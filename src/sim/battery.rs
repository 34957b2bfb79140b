use crate::devices::Device;

/// Default charging efficiency of a residential battery.
pub const ETA_CHARGE: f32 = 0.95;
/// Default discharging efficiency of a residential battery.
pub const ETA_DISCHARGE: f32 = 0.95;

/// Electrical ratings of a battery, used to bound dispatch and integrate
/// state of charge.
///
/// State of charge is expressed in percent (0 to 100) throughout.
///
/// # Power Flow Convention
/// - Positive power: charging (energy flows into the pack)
/// - Negative power: discharging (energy flows out of the pack)
#[derive(Debug, Clone, Copy, PartialEq)]
pub struct BatteryPack {
    /// Usable capacity in kilowatt-hours.
    pub capacity_kwh: f32,
    /// Maximum charge power in kilowatts (positive value).
    pub max_charge_kw: f32,
    /// Maximum discharge power in kilowatts (positive value).
    pub max_discharge_kw: f32,
    /// Charging efficiency (0..1.0).
    pub eta_c: f32,
    /// Discharging efficiency (0..1.0).
    pub eta_d: f32,
}

impl BatteryPack {
    /// Builds the pack for a device; capacities below zero are treated as zero.
    pub fn from_device(device: &Device) -> Self {
        Self {
            capacity_kwh: device.battery_capacity_kwh.max(0.0),
            max_charge_kw: device.max_charge_kw.max(0.0),
            max_discharge_kw: device.max_discharge_kw.max(0.0),
            eta_c: ETA_CHARGE,
            eta_d: ETA_DISCHARGE,
        }
    }

    /// Largest charging power (kW) the pack accepts for `dt_hours` without
    /// exceeding 100%.
    pub fn charge_limit_kw(&self, soc_percent: f32, dt_hours: f32) -> f32 {
        if self.capacity_kwh <= 0.0 || dt_hours <= 0.0 {
            return 0.0;
        }
        let room_kwh = (100.0 - soc_percent).max(0.0) / 100.0 * self.capacity_kwh;
        let max_kw_soc = room_kwh / (self.eta_c * dt_hours);
        self.max_charge_kw.min(max_kw_soc)
    }

    /// Largest discharging power (kW, positive magnitude) the pack delivers
    /// for `dt_hours` without dropping below `floor_percent`.
    pub fn discharge_limit_kw(&self, soc_percent: f32, floor_percent: f32, dt_hours: f32) -> f32 {
        if self.capacity_kwh <= 0.0 || dt_hours <= 0.0 {
            return 0.0;
        }
        let available_kwh = (soc_percent - floor_percent).max(0.0) / 100.0 * self.capacity_kwh;
        let max_kw_soc = available_kwh * self.eta_d / dt_hours;
        self.max_discharge_kw.min(max_kw_soc)
    }

    /// Integrates terminal power over `dt_hours` and returns the new state
    /// of charge, clamped to `[0, 100]`.
    pub fn integrate(&self, soc_percent: f32, power_kw: f32, dt_hours: f32) -> f32 {
        if self.capacity_kwh <= 0.0 {
            return soc_percent.clamp(0.0, 100.0);
        }
        let stored_kwh = if power_kw >= 0.0 {
            power_kw * dt_hours * self.eta_c
        } else {
            power_kw * dt_hours / self.eta_d
        };
        (soc_percent + stored_kwh / self.capacity_kwh * 100.0).clamp(0.0, 100.0)
    }
}

#[cfg(test)]
mod tests {
    use super::*;

    fn pack(eta: f32) -> BatteryPack {
        BatteryPack {
            capacity_kwh: 10.0,
            max_charge_kw: 5.0,
            max_discharge_kw: 5.0,
            eta_c: eta,
            eta_d: eta,
        }
    }

    #[test]
    fn charge_power_limit() {
        assert_eq!(pack(1.0).charge_limit_kw(50.0, 0.25), 5.0);
    }

    #[test]
    fn charge_soc_limit() {
        // 1 kWh of room over 0.25 h at perfect efficiency is 4 kW.
        let p = pack(1.0);
        let kw = p.charge_limit_kw(90.0, 0.25);
        assert!((kw - 4.0).abs() < 1e-4);
        assert!((p.integrate(90.0, kw, 0.25) - 100.0).abs() < 1e-3);
    }

    #[test]
    fn discharge_respects_floor() {
        // 10% above a 20% floor is 1 kWh, deliverable at 4 kW over 0.25 h.
        let p = pack(1.0);
        let kw = p.discharge_limit_kw(30.0, 20.0, 0.25);
        assert!((kw - 4.0).abs() < 1e-4);
        assert!((p.integrate(30.0, -kw, 0.25) - 20.0).abs() < 1e-3);
        assert_eq!(p.discharge_limit_kw(15.0, 20.0, 0.25), 0.0);
    }

    #[test]
    fn efficiency_charge() {
        // 1 kW for 6 h at 90% stores 5.4 kWh of a 10 kWh pack.
        let soc = pack(0.9).integrate(0.0, 1.0, 6.0);
        assert!((soc - 54.0).abs() < 1e-3);
    }

    #[test]
    fn integrate_clamps() {
        let p = pack(0.9);
        assert_eq!(p.integrate(50.0, -5.0, 24.0), 0.0);
        assert_eq!(p.integrate(99.0, 5.0, 24.0), 100.0);
    }

    #[test]
    fn no_capacity_no_power() {
        let p = BatteryPack {
            capacity_kwh: 0.0,
            ..pack(0.95)
        };
        assert_eq!(p.charge_limit_kw(0.0, 1.0), 0.0);
        assert_eq!(p.discharge_limit_kw(100.0, 0.0, 1.0), 0.0);
        assert_eq!(p.integrate(0.0, 3.0, 1.0), 0.0);
    }
}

Problem requirements
All entries are to be printed once more, exactly as given.

Task response
filename src/sim/battery.rs
repository 34957b2bfb79140b
use crate::devices::Device;

/// Default charging efficiency of a residential battery.
pub const ETA_CHARGE: f32 = 0.95;
/// Default discharging efficiency of a residential battery.
pub const ETA_DISCHARGE: f32 = 0.95;

/// Electrical ratings of a battery, used to bound dispatch and integrate
/// state of charge.
///
/// State of charge is expressed in percent (0 to 100) throughout.
///
/// # Power Flow Convention
/// - Positive power: charging (energy flows into the pack)
/// - Negative power: discharging (energy flows out of the pack)
#[derive(Debug, Clone, Copy, PartialEq)]
pub struct BatteryPack {
    /// Usable capacity in kilowatt-hours.
    pub capacity_kwh: f32,
    /// Maximum charge power in kilowatts (positive value).
    pub max_charge_kw: f32,
    /// Maximum discharge power in kilowatts (positive value).
    pub max_discharge_kw: f32,
    /// Charging efficiency (0..1.0).
    pub eta_c: f32,
    /// Discharging efficiency (0..1.0).
    pub eta_d: f32,
}

impl BatteryPack {
    /// Builds the pack for a device; capacities below zero are treated as zero.
    pub fn from_device(device: &Device) -> Self {
        Self {
            capacity_kwh: device.battery_capacity_kwh.max(0.0),
            max_charge_kw: device.max_charge_kw.max(0.0),
            max_discharge_kw: device.max_discharge_kw.max(0.0),
            eta_c: ETA_CHARGE,
            eta_d: ETA_DISCHARGE,
        }
    }

    /// Largest charging power (kW) the pack accepts for `dt_hours` without
    /// exceeding 100%.
    pub fn charge_limit_kw(&self, soc_percent: f32, dt_hours: f32) -> f32 {
        if self.capacity_kwh <= 0.0 || dt_hours <= 0.0 {
            return 0.0;
        }
        let room_kwh = (100.0 - soc_percent).max(0.0) / 100.0 * self.capacity_kwh;
        let max_kw_soc = room_kwh / (self.eta_c * dt_hours);
        self.max_charge_kw.min(max_kw_soc)
    }

    /// Largest discharging power (kW, positive magnitude) the pack delivers
    /// for `dt_hours` without dropping below `floor_percent`.
    pub fn discharge_limit_kw(&self, soc_percent: f32, floor_percent: f32, dt_hours: f32) -> f32 {
        if self.capacity_kwh <= 0.0 || dt_hours <= 0.0 {
            return 0.0;
        }
        let available_kwh = (soc_percent - floor_percent).max(0.0) / 100.0 * self.capacity_kwh;
        let max_kw_soc = available_kwh * self.eta_d / dt_hours;
        self.max_discharge_kw.min(max_kw_soc)
    }

    /// Integrates terminal power over `dt_hours` and returns the new state
    /// of charge, clamped to `[0, 100]`.
    pub fn integrate(&self, soc_percent: f32, power_kw: f32, dt_hours: f32) -> f32 {
        if self.capacity_kwh <= 0.0 {
            return soc_percent.clamp(0.0, 100.0);
        }
        let stored_kwh = if power_kw >= 0.0 {
            power_kw * dt_hours * self.eta_c
        } else {
            power_kw * dt_hours / self.eta_d
        };
        (soc_percent + stored_kwh / self.capacity_kwh * 100.0).clamp(0.0, 100.0)
    }
}

#[cfg(test)]
mod tests {
    use super::*;

    fn pack(eta: f32) -> BatteryPack {
        BatteryPack {
            capacity_kwh: 10.0,
            max_charge_kw: 5.0,
            max_discharge_kw: 5.0,
            eta_c: eta,
            eta_d: eta,
        }
    }

    #[test]
    fn charge_power_limit() {
        assert_eq!(pack(1.0).charge_limit_kw(50.0, 0.25), 5.0);
    }

    #[test]
    fn charge_soc_limit() {
        // 1 kWh of room over 0.25 h at perfect efficiency is 4 kW.
        let p = pack(1.0);
        let kw = p.charge_limit_kw(90.0, 0.25);
        assert!((kw - 4.0).abs() < 1e-4);
        assert!((p.integrate(90.0, kw, 0.25) - 100.0).abs() < 1e-3);
    }

    #[test]
    fn discharge_respects_floor() {
        // 10% above a 20% floor is 1 kWh, deliverable at 4 kW over 0.25 h.
        let p = pack(1.0);
        let kw = p.discharge_limit_kw(30.0, 20.0, 0.25);
        assert!((kw - 4.0).abs() < 1e-4);
        assert!((p.integrate(30.0, -kw, 0.25) - 20.0).abs() < 1e-3);
        assert_eq!(p.discharge_limit_kw(15.0, 20.0, 0.25), 0.0);
    }

    #[test]
    fn efficiency_charge() {
        // 1 kW for 6 h at 90% stores 5.4 kWh of a 10 kWh pack.
        let soc = pack(0.9).integrate(0.0, 1.0, 6.0);
        assert!((soc - 54.0).abs() < 1e-3);
    }

    #[test]
    fn integrate_clamps() {
        let p = pack(0.9);
        assert_eq!(p.integrate(50.0, -5.0, 24.0), 0.0);
        assert_eq!(p.integrate(99.0, 5.0, 24.0), 100.0);
    }

    #[test]
    fn no_capacity_no_power() {
        let p = BatteryPack {
            capacity_kwh: 0.0,
            ..pack(0.95)
        };
        assert_eq!(p.charge_limit_kw(0.0, 1.0), 0.0);
        assert_eq!(p.discharge_limit_kw(100.0, 0.0, 1.0), 0.0);
        assert_eq!(p.integrate(0.0, 3.0, 1.0), 0.0);
    }
}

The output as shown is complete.